Hypermobility spectrum disorder (HSD), related to earlier diagnoses such as hypermobility syndrome (HMS), and joint hypermobility syndrome (JHS) is a heritable connective tissue disorder that affects joints and ligaments. Different forms and sub-types have been distinguished, but it does not include asymptomatic joint hypermobility, sometimes known as double-jointedness.

Symptoms can include the inability to walk properly or for long distances, and pain in affected areas. Some people with HSD have hypersensitive nerves and a weaker immune system. It can also cause severe fatigue and some cases cause depressive episodes. It is somewhat similar to other genetic connective tissue disorders such as Ehlers–Danlos syndromes.
There is a strong association between HSD and neurodevelopmental disorders such as ADHD (Attention deficit hyperactivity disorder) and ASD (autism spectrum disorder).

Classification
Hypermobility spectrum disorders are diagnosed when individuals have symptomatic joint hypermobility but do not meet the criteria for other connective tissue disorders, such as Ehlers–Danlos syndrome.

The term "hypermobility spectrum disorder" was coined in 2017 after criteria for hypermobile Ehlers–Danlos syndrome were made more restrictive. In part, this classification change was designed to address the overlap between joint hypermobility syndrome and what was then known as Ehlers–Danlos syndrome, hypermobility type (EDS-HT), which some researchers believed were the same condition. While hypermobility spectrum disorders are most analogous to JHS, the 2017 diagnostic criteria for hypermobile Ehlers–Danlos syndrome excludes many people who fit the old criteria, who would instead be diagnosed with hypermobility spectrum disorders.

Hypermobility syndrome and hypermobility spectrum disorders do not include people with asymptomatic hypermobility or people with double-jointedness but no other symptoms. Hypermobile Ehlers–Danlos syndrome and hypermobility spectrum disorders may be equally severe.

Signs and symptoms 
Some common symptoms of hypermobility spectrum disorder include:
 Joint pain (pain can arise in every joint)
 Exhaustion (typically when affected area is the legs);
 Swelling around the joint when joint is being exerted;
 Depression;
 Weaker immune system;
 Muscle pain 
 Varying pain levels around the affected areas. 
 Muscle spasms.
Other symptoms can appear and not everyone affected experiences the same symptoms.

Diagnosis 

Being diagnosed with hypermobility syndrome can be a difficult task. There is a lack of wide understanding of the condition and it can be considered a zebra condition. As hypermobility syndrome can be easily mistaken for being double-jointed or categorised as nothing more than perhaps an achy body from lack of exercise, medical professionals may diagnose those affected incorrectly and not adequately investigate the symptoms. Due to these circumstances many affected individuals can live not knowing they have it. As a result, those affected without a proper diagnosis can easily injure themselves and not take proper care to ensure they go about working safely.

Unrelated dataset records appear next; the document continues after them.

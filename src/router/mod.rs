// src/router/mod.rs

//! Free-text command dispatch.
//!
//! The [`CommandRouter`] owns the verb table, the [`Session`] (transcript +
//! active-entry registry) and the execution context handlers start
//! Operations with. It never awaits: handlers start work and return, and the
//! work's progress comes back later as Events fed to
//! [`CommandRouter::apply_event`].

pub mod command;
pub mod session;
pub mod table;

use std::sync::Arc;
use std::time::Duration;

use tracing::{debug, info, warn};

use crate::bridge::Event;
use crate::config::ConfigFile;
use crate::exec::ExecContext;
use crate::fallback::FallbackChain;
use crate::operation::{Cancellable, Operation};
use crate::transcript::Transcript;
use crate::types::SlotName;

pub use command::Command;
pub use session::{ActiveEntry, Session, render_event};
pub use table::{CommandSpec, CommandTable, Handler};

/// What `dispatch` did with one input line.
#[derive(Debug, Clone, PartialEq, Eq)]
pub enum Dispatch {
    Empty,
    Unrecognized(String),
    Usage(String),
    Handled,
    HandlerError(String),
}

/// Everything a handler may touch while it runs.
pub struct HandlerContext<'a> {
    pub session: &'a mut Session,
    pub exec: &'a ExecContext,
    pub config: &'a ConfigFile,
    pub table: &'a CommandTable,
}

impl HandlerContext<'_> {
    pub fn say(&mut self, line: impl AsRef<str>) {
        self.session.append(line);
    }

    /// Whether `slot` can take a new entry. If not, tells the operator what
    /// is occupying it.
    pub fn ensure_slot_free(&mut self, slot: SlotName) -> bool {
        let busy = self.session.active(slot).map(|entry| entry.label.clone());
        match busy {
            Some(label) => {
                self.say(format!("{label} is already running. Use 'stop' to cancel."));
                false
            }
            None => true,
        }
    }

    /// Register `op` in `slot` and start it. Returns once the worker task is
    /// spawned.
    pub fn start_operation(&mut self, slot: SlotName, op: Operation) -> bool {
        if !self.ensure_slot_free(slot) {
            return false;
        }

        let entry = ActiveEntry {
            id: op.id(),
            label: op.label().to_string(),
            target: Arc::new(op.clone()) as Arc<dyn Cancellable>,
        };
        if self.session.register(slot, entry).is_err() {
            return false;
        }

        info!(slot, op = %op.id(), label = %op.label(), "starting operation");
        // The join handle is not needed: completion arrives as an Event.
        let _ = op.start(self.exec);
        true
    }

    /// Spawn a fallback chain as one slot entry.
    pub fn start_chain<T, R>(
        &mut self,
        slot: SlotName,
        label: &str,
        chain: FallbackChain<T>,
        per_strategy_timeout: Duration,
        render: R,
    ) -> bool
    where
        T: Send + 'static,
        R: FnOnce(&str, &T) -> String + Send + 'static,
    {
        if !self.ensure_slot_free(slot) {
            return false;
        }

        let run = chain.spawn(label, self.exec, per_strategy_timeout, render);
        info!(slot, op = %run.id(), label, "starting fallback chain");
        let entry = ActiveEntry {
            id: run.id(),
            label: label.to_string(),
            target: Arc::new(run) as Arc<dyn Cancellable>,
        };
        if let Err(entry) = self.session.register(slot, entry) {
            warn!(slot, op = %entry.id, "slot taken after check; cancelling chain");
            entry.target.request_cancel();
            return false;
        }
        true
    }
}

pub struct CommandRouter {
    table: CommandTable,
    session: Session,
    exec: ExecContext,
    config: Arc<ConfigFile>,
}

impl CommandRouter {
    pub fn new(
        table: CommandTable,
        transcript: Box<dyn Transcript>,
        exec: ExecContext,
        config: Arc<ConfigFile>,
    ) -> Self {
        Self {
            table,
            session: Session::new(transcript),
            exec,
            config,
        }
    }

    pub fn table(&self) -> &CommandTable {
        &self.table
    }

    pub fn session(&self) -> &Session {
        &self.session
    }

    pub fn session_mut(&mut self) -> &mut Session {
        &mut self.session
    }

    /// Parse and handle one input line.
    pub fn dispatch(&mut self, line: &str) -> Dispatch {
        let Some(cmd) = Command::parse(line) else {
            return Dispatch::Empty;
        };

        let Some(spec) = self.table.get(&cmd.verb) else {
            debug!(verb = %cmd.verb, "unrecognized command");
            self.session
                .append(format!("unrecognized command: {}", cmd.verb));
            return Dispatch::Unrecognized(cmd.verb);
        };

        if cmd.args.len() < spec.min_args {
            let usage = format!("Usage: {}", spec.usage);
            self.session.append(&usage);
            return Dispatch::Usage(usage);
        }

        debug!(verb = %cmd.verb, args = ?cmd.args, "dispatching");
        let handler = spec.handler();
        let mut ctx = HandlerContext {
            session: &mut self.session,
            exec: &self.exec,
            config: &self.config,
            table: &self.table,
        };

        match handler(&mut ctx, &cmd) {
            Ok(()) => Dispatch::Handled,
            Err(e) => {
                warn!(verb = %cmd.verb, error = %e, "command failed");
                let message = e.to_string();
                self.session.append(format!("Error: {message}"));
                Dispatch::HandlerError(message)
            }
        }
    }

    /// Feed one delivered Event back into the transcript and registry.
    pub fn apply_event(&mut self, event: &Event) {
        self.session.apply_event(event);
    }

    /// Request cancellation of every active entry (shutdown path).
    pub fn cancel_all(&mut self) -> usize {
        let mut cancelled = 0;
        for (slot, entry) in self.session.entries() {
            debug!(slot, op = %entry.id, "cancelling on shutdown");
            if entry.target.request_cancel() {
                cancelled += 1;
            }
        }
        cancelled
    }
}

The Beighton Score can be used to determine generalised joint hypermobility (GJH) related to hypermobility syndrome. The newer term "generalised hypermobility spectrum disorder" includes people with generalised joint hypermobility, often determined using the Beighton Score, and other symptoms. Those who do not meet the Beighton Score criteria may be diagnosed with historical joint hypermobility spectrum disorder, peripheral hypermobility spectrum disorder, or localised hypermobility spectrum disorder.

In comparison to the diagnostic criteria of hypermobile Ehlers–Danlos syndrome, the criteria for hypermobile spectrum disorder are less strict. However, these criteria are differentiated from criteria of other EDS types and therefore its less-strict criteria are only comparable to the criteria of hEDS. As those with HSD experience a considerable amount of discomfort, it is important to focus on the treatment, not the labels. The severity of each condition can be equivalent. In particular, musculoskeletal involvement is a requirement for diagnosis with any form of hypermobility spectrum disorder but not for hypermobile Ehlers–Danlos syndrome. Like hypermobile Ehlers–Danlos syndrome, hypermobility spectrum disorders are associated with orthostatic tachycardia, gastrointestinal disorders, and pelvic and bladder dysfunction.

Treatment 
Treating hypermobility syndrome can be difficult. The condition has no direct cure, but its symptoms can be treated. Physiotherapy, particularly exercise, is the main treatment for the condition, although there is only limited evidence for its effectiveness.

Treatments for pain include:
 Bandaging the affected area;
 Placing an ice pack on the affected area;
 Taking over the counter pain killers such as paracetamol or ibuprofen.

Prevalence
Prevalence of the condition is unknown, but can be high in those attending musculoskeletal services.